Un huis clos captivant et terrifiant
Gilly Macmillan est une romancière anglaise qui a, à son actif, cinq romans tous traduits aux Éditions Les Escales. Un sixième est annoncé pour 2020 avec un titre qui peut se traduire de l’anglais comme : Pour vous dire la vérité.
Elle excelle dans la construction d’intrigues psychologiques mises en scène avec brio.
Jocelyn se réveille en se souvenant de la grosse bêtise qu’elle a faite la veille, lors de la soirée. Elle appelle Hannah, sa Nanny qu’elle aime plus que Lady Holt, sa mère. Celle-ci ne répond pas. La chambre est vide. Lord Holt lui dit qu’Hannah est partie, que c’est de sa faute car elle a été très vilaine. Très vite, Jocelyn est mise en pension bien qu’elle n’ait que huit ans.
Les années ont passé. Dès qu’elle a pu, elle a rompu toute relation avec ses parents. Elle s’est mariée avec Chris. Ils sont partis en Californie où elle a accouché de Ruby, sa fille.
Dix ans après, la mort accidentelle de Chris, la faillite de l’entreprise, sa situation irrégulière obligent Jocelyn à revenir vivre chez sa mère, veuve récente également.
Si les relations entre la fille et la mère sont difficiles, elles sont tout de suite excellentes entre Virginia Holt et sa petite-fille. Cependant, lorsque Ruby demande à faire du bateau sur le petit lac, dans la propriété, sa grand-mère refuse, objectant que les barques sont en mauvais état.
Jocelyn s’arrange avec un employé de sa mère qui propose le kayak de son frère. Elles naviguent ainsi jusqu’à la petite île centrale. En débarquant, Ruby se prend un pied dans des racines. Sa mère, pour la dégager, tire sur quelque chose est extrait… un crâne humain fracturé sur le dessus.
Et puis, Hannah réapparaît dans la vie des Holt, donne une explication fort plausible de son départ et de son retour et s’installe dans le village… Mais comment les Holt assurent-ils leur train de vie ?
Dans le présent roman, l’auteure invite le lecteur à entrer dans la relation entre trois femmes.
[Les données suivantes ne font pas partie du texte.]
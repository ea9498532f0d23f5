// Hive Catalog Rust Library
// Copyright 2025 MinIO, Inc.
//
// Licensed under the Apache License, Version 2.0 (the "License");
// you may not use this file except in compliance with the License.
// You may obtain a copy of the License at
//
//     http://www.apache.org/licenses/LICENSE-2.0
//
// Unless required by applicable law or agreed to in writing, software
// distributed under the License is distributed on an "AS IS" BASIS,
// WITHOUT WARRANTIES OR CONDITIONS OF ANY KIND, either express or implied.
// See the License for the specific language governing permissions and
// limitations under the License.

//! Table and view descriptors

use crate::catalog::types::{IS_STREAMING, Properties, TableSchema};
use typed_builder::TypedBuilder;

/// Table descriptor
///
/// # Example
///
/// ```
/// use hive_catalog::catalog::types::{CatalogTable, DataType, TableSchema};
///
/// let schema = TableSchema::builder()
///     .field("first", DataType::String)
///     .field("second", DataType::Int)
///     .build()
///     .unwrap();
/// let table = CatalogTable::builder()
///     .schema(schema)
///     .partition_keys(vec!["second".to_string()])
///     .comment("test comment")
///     .build();
/// assert!(table.is_partitioned());
/// ```
#[derive(Debug, Clone, PartialEq, TypedBuilder)]
pub struct CatalogTable {
    pub schema: TableSchema,
    /// Partition key column names, in partition order
    #[builder(default)]
    pub partition_keys: Vec<String>,
    #[builder(default, setter(into))]
    pub properties: Properties,
    #[builder(default, setter(into))]
    pub comment: String,
}

impl CatalogTable {
    pub fn is_partitioned(&self) -> bool {
        !self.partition_keys.is_empty()
    }

    /// True when the `is_streaming` property is `true`
    pub fn is_streaming(&self) -> bool {
        self.properties
            .get(IS_STREAMING)
            .is_some_and(|v| v.eq_ignore_ascii_case("true"))
    }
}

/// View descriptor
#[derive(Debug, Clone, PartialEq, TypedBuilder)]
pub struct CatalogView {
    pub schema: TableSchema,
    /// Query text as written by the user
    #[builder(setter(into))]
    pub original_query: String,
    /// Query text with all identifiers fully qualified
    #[builder(setter(into))]
    pub expanded_query: String,
    #[builder(default, setter(into))]
    pub properties: Properties,
    #[builder(default, setter(into))]
    pub comment: String,
}

/// Either a table or a view; both live in the same namespace
#[derive(Debug, Clone, PartialEq)]
pub enum CatalogBaseTable {
    Table(CatalogTable),
    View(CatalogView),
}

impl CatalogBaseTable {
    pub fn schema(&self) -> &TableSchema {
        match self {
            CatalogBaseTable::Table(t) => &t.schema,
            CatalogBaseTable::View(v) => &v.schema,
        }
    }

    pub fn comment(&self) -> &str {
        match self {
            CatalogBaseTable::Table(t) => &t.comment,
            CatalogBaseTable::View(v) => &v.comment,
        }
    }

    pub fn properties(&self) -> &Properties {
        match self {
            CatalogBaseTable::Table(t) => &t.properties,
            CatalogBaseTable::View(v) => &v.properties,
        }
    }

    pub fn kind(&self) -> &'static str {
        match self {
            CatalogBaseTable::Table(_) => "table",
            CatalogBaseTable::View(_) => "view",
        }
    }

    pub fn as_table(&self) -> Option<&CatalogTable> {
        match self {
            CatalogBaseTable::Table(t) => Some(t),
            CatalogBaseTable::View(_) => None,
        }
    }

    pub fn as_view(&self) -> Option<&CatalogView> {
        match self {
            CatalogBaseTable::Table(_) => None,
            CatalogBaseTable::View(v) => Some(v),
        }
    }
}

impl From<CatalogTable> for CatalogBaseTable {
    fn from(table: CatalogTable) -> Self {
        CatalogBaseTable::Table(table)
    }
}

impl From<CatalogView> for CatalogBaseTable {
    fn from(view: CatalogView) -> Self {
        CatalogBaseTable::View(view)
    }
}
Ce sont elles qui vont porter le récit même si d’autres protagonistes secondaires vont jouer un rôle non négligeable. L’histoire est contée en proposant des chapitres dédiés essentiellement à Jo et Virginia, faisant ainsi vivre des événements ou exprimer des opinions selon des points de vue différents.
Un inspecteur de police explicite l’état d’avancement des enquêtes suite à la découverte du crâne. Quelques chapitres dévoilent des faits du passé.
La romancière détaille l’amour entre une fillette et sa nounou, les relations difficiles que la fillette entretient avec sa mère. Cet état de fait perdure même quand la petite fille est devenue une femme dans la force de l’âge. Si les premiers chapitres apportent des informations qui vont dans le sens défini ci-dessus, très vite les sentiments, les événements font évoluer une situation qui s’embrouille à souhait.
L’auteure illustre de belle manière la complexité des sentiments, la difficulté des rapports entre les humains avec les non-dits, les non-vus, les faux-semblants, les arcanes et les désarrois. Elle met en scène des émotions sincères, des trahisons, la duplicité, les sentiments amoureux, l’ambition et la volonté de se hisser hors de sa classe sociale.
Gilly Macmillan maîtrise un solide sens du récit pour conjuguer plusieurs pistes, pour mener son lecteur vers une conclusion dantesque où le poids du passé prend une belle importance. Elle met en place, avec ses personnages qui sont loin d’être ce qu’ils paraissent, une série étourdissante de retournements, jouant sur le dédale des troubles de la nature humaine, sur la capacité de nuisance des individus, mais aussi sur la recherche éperdue d’une reconnaissance, d’une sensation d’exister, d’être important.
Elle s’autorise de nombreuses touches d’humour, se pastichant quelque peu quand elle fait dire à l’un de ses personnages : « Et toi qui pensais que je lisais trop de romans policiers. »
Avec La Nanny, la romancière livre une fort belle histoire humaine avec presque toutes les facettes, bonnes et mauvaises, des caractères humains, le tout dans une intrigue qui maintient une tension jusqu’à une chute finale énorme.
serge perraud
Gilly Macmillan, La Nanny (The Nanny), traduit de l’anglais (Royaume-Uni), par Isabelle Maillet, Les Escales, coll. “Noire”, juin 2020, 432 p. – 21,90 €.